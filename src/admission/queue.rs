//! Queue Admission Controller
//!
//! Each managed queue has a fixed number of threads, a set of running tasks
//! and an ordered list of reservations. A reservation sets aside capacity
//! for tasks matching its predicate; whatever is left over ("spare threads")
//! is open to every task.
//!
//! All state of one queue lives behind a single mutex, so an admission is
//! add, validate, and roll back on failure, with no other caller observing
//! the intermediate state.

use parking_lot::Mutex;
use serde::Serialize;
use std::collections::HashMap;
use std::sync::Arc;

use super::config::QueueConfig;
use super::task::{QueueKind, Task, TaskPredicate};
use crate::error::QuotaError;
use crate::metrics;

/// Capacity set aside for tasks matching a predicate
#[derive(Debug, Clone)]
pub struct Reservation {
    pub capacity: usize,
    pub predicate: TaskPredicate,
}

#[derive(Debug)]
struct QueueState {
    max_threads: usize,
    spare_threads: usize,
    /// Admitted tasks, in admission order
    running: Vec<Arc<Task>>,
    reservations: Vec<Reservation>,
}

impl QueueState {
    fn new(max_threads: usize) -> Self {
        Self {
            max_threads,
            spare_threads: max_threads,
            running: Vec::new(),
            reservations: Vec::new(),
        }
    }

    /// Whether the running tasks fit the reservations plus the spare threads.
    ///
    /// Each task claims a slot of the first reservation that matches it and
    /// still has room; tasks no reservation takes count against the spare
    /// threads.
    fn can_allocate(&self) -> bool {
        let mut claimed = vec![0usize; self.reservations.len()];
        let mut unreserved = 0usize;

        'tasks: for task in &self.running {
            for (slot, reservation) in self.reservations.iter().enumerate() {
                if claimed[slot] < reservation.capacity && reservation.predicate.matches(task) {
                    claimed[slot] += 1;
                    continue 'tasks;
                }
            }
            unreserved += 1;
        }

        unreserved <= self.spare_threads
    }

    fn position(&self, task: &Task) -> Option<usize> {
        self.running.iter().position(|t| t.id == task.id)
    }
}

/// Why a start attempt was turned down
#[derive(Debug, Clone, Copy, PartialEq, Eq)]
pub enum Admission {
    Admitted,
    /// Every thread of the queue is busy
    QueueFull,
    /// A thread is free but it is reserved for other tasks
    Reserved,
}

impl Admission {
    pub fn is_admitted(&self) -> bool {
        matches!(self, Admission::Admitted)
    }

    fn as_label(&self) -> &'static str {
        match self {
            Admission::Admitted => "admitted",
            Admission::QueueFull => "queue_full",
            Admission::Reserved => "reserved",
        }
    }
}

/// Point-in-time view of one queue
#[derive(Debug, Clone, PartialEq, Eq, Serialize)]
pub struct QueueSnapshot {
    pub queue: QueueKind,
    pub max_threads: usize,
    pub spare_threads: usize,
    pub running: usize,
    pub reservations: Vec<ReservationSnapshot>,
}

#[derive(Debug, Clone, PartialEq, Eq, Serialize)]
pub struct ReservationSnapshot {
    pub capacity: usize,
    pub predicate: String,
}

/// Admission control over the managed queues
#[derive(Debug)]
pub struct QueueAdmissionController {
    queues: HashMap<QueueKind, Mutex<QueueState>>,
}

impl QueueAdmissionController {
    /// Create a controller managing the given queues
    pub fn new(sizes: impl IntoIterator<Item = (QueueKind, usize)>) -> Self {
        let queues = sizes
            .into_iter()
            .map(|(queue, max_threads)| (queue, Mutex::new(QueueState::new(max_threads))))
            .collect();
        Self { queues }
    }

    pub fn from_config(config: &QueueConfig) -> Self {
        Self::new(config.sizes())
    }

    pub fn is_managed(&self, queue: QueueKind) -> bool {
        self.queues.contains_key(&queue)
    }

    /// Try to admit `task`; `true` means it may start now.
    ///
    /// Tasks of unmanaged queues are always admitted and not tracked. A task
    /// that is already running is admitted again without taking a second
    /// slot.
    pub fn try_start(&self, task: &Arc<Task>) -> bool {
        self.admit(task).is_admitted()
    }

    /// Like [`try_start`](Self::try_start), reporting why a task was refused
    pub fn admit(&self, task: &Arc<Task>) -> Admission {
        let Some(state) = self.queues.get(&task.queue) else {
            return Admission::Admitted;
        };

        let mut state = state.lock();
        if state.position(task).is_some() {
            tracing::debug!(task_id = task.id, queue = %task.queue, "Task already running");
            return Admission::Admitted;
        }

        let outcome = if state.running.len() >= state.max_threads {
            Admission::QueueFull
        } else {
            state.running.push(task.clone());
            if state.can_allocate() {
                Admission::Admitted
            } else {
                state.running.pop();
                Admission::Reserved
            }
        };

        let queue = task.queue.as_str();
        metrics::TASK_ADMISSIONS_TOTAL
            .with_label_values(&[queue, outcome.as_label()])
            .inc();
        metrics::RUNNING_TASKS
            .with_label_values(&[queue])
            .set(state.running.len() as i64);

        if !outcome.is_admitted() {
            tracing::debug!(
                task_id = task.id,
                queue = %task.queue,
                running = state.running.len(),
                outcome = outcome.as_label(),
                "Task not admitted"
            );
        }
        outcome
    }

    /// Release the slot of `task`; returns whether it was running
    pub fn complete(&self, task: &Task) -> bool {
        let Some(state) = self.queues.get(&task.queue) else {
            return false;
        };

        let mut state = state.lock();
        let Some(position) = state.position(task) else {
            return false;
        };
        state.running.remove(position);
        metrics::RUNNING_TASKS
            .with_label_values(&[task.queue.as_str()])
            .set(state.running.len() as i64);
        true
    }

    /// Whether at least `n` threads of `queue` are free. Unmanaged queues
    /// are never constrained.
    pub fn ensure_idle(&self, queue: QueueKind, n: usize) -> bool {
        match self.queues.get(&queue) {
            Some(state) => {
                let state = state.lock();
                state.max_threads.saturating_sub(state.running.len()) >= n
            }
            None => true,
        }
    }

    /// Set aside `capacity` threads of `queue` for tasks matching `predicate`.
    ///
    /// At least one spare thread always remains: a reservation that would
    /// take it is truncated, and one arriving when at most one spare thread
    /// is left is rejected. Returns the capacity actually reserved.
    pub fn register_reservation(
        &self,
        queue: QueueKind,
        capacity: usize,
        predicate: TaskPredicate,
    ) -> Result<usize, QuotaError> {
        let state = self
            .queues
            .get(&queue)
            .ok_or_else(|| QuotaError::UnmanagedQueue(queue.to_string()))?;

        let mut state = state.lock();
        if capacity == 0 {
            return Ok(0);
        }

        if state.spare_threads <= 1 {
            tracing::error!(
                %queue,
                capacity,
                predicate = %predicate,
                spare = state.spare_threads,
                "Rejecting reservation, no spare threads left"
            );
            return Err(QuotaError::ReservationRejected {
                queue: queue.to_string(),
                spare: state.spare_threads,
            });
        }

        let allowed = state.spare_threads - 1;
        let reserved = if capacity > allowed {
            tracing::warn!(
                %queue,
                requested = capacity,
                reserved = allowed,
                predicate = %predicate,
                "Truncating reservation to keep one spare thread"
            );
            allowed
        } else {
            capacity
        };

        state.spare_threads -= reserved;
        state.reservations.push(Reservation {
            capacity: reserved,
            predicate,
        });
        tracing::info!(%queue, reserved, spare = state.spare_threads, "Registered reservation");
        Ok(reserved)
    }

    pub fn max_threads(&self, queue: QueueKind) -> Option<usize> {
        self.queues.get(&queue).map(|s| s.lock().max_threads)
    }

    pub fn spare_threads(&self, queue: QueueKind) -> Option<usize> {
        self.queues.get(&queue).map(|s| s.lock().spare_threads)
    }

    /// Number of running tasks in `queue`
    pub fn running(&self, queue: QueueKind) -> usize {
        self.queues
            .get(&queue)
            .map(|s| s.lock().running.len())
            .unwrap_or(0)
    }

    pub fn is_running(&self, task: &Task) -> bool {
        self.queues
            .get(&task.queue)
            .map(|s| s.lock().position(task).is_some())
            .unwrap_or(false)
    }

    /// Snapshot of every managed queue, ordered by queue
    pub fn snapshot(&self) -> Vec<QueueSnapshot> {
        let mut snapshots: Vec<QueueSnapshot> = self
            .queues
            .iter()
            .map(|(queue, state)| {
                let state = state.lock();
                QueueSnapshot {
                    queue: *queue,
                    max_threads: state.max_threads,
                    spare_threads: state.spare_threads,
                    running: state.running.len(),
                    reservations: state
                        .reservations
                        .iter()
                        .map(|r| ReservationSnapshot {
                            capacity: r.capacity,
                            predicate: r.predicate.to_string(),
                        })
                        .collect(),
                }
            })
            .collect();
        snapshots.sort_by_key(|s| s.queue);
        snapshots
    }
}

____________

### WHAT TO DO
What you return should be the lines from the start of the data through the line with "use serde::Serialize;", quoted exactly and nothing more.

### SOLUTION FOR THIS EXERCISE
filename src/admission/queue.rs
//! Queue Admission Controller
//!
//! Each managed queue has a fixed number of threads, a set of running tasks
//! and an ordered list of reservations. A reservation sets aside capacity
//! for tasks matching its predicate; whatever is left over ("spare threads")
//! is open to every task.
//!
//! All state of one queue lives behind a single mutex, so an admission is
//! add, validate, and roll back on failure, with no other caller observing
//! the intermediate state.

use parking_lot::Mutex;
use serde::Serialize;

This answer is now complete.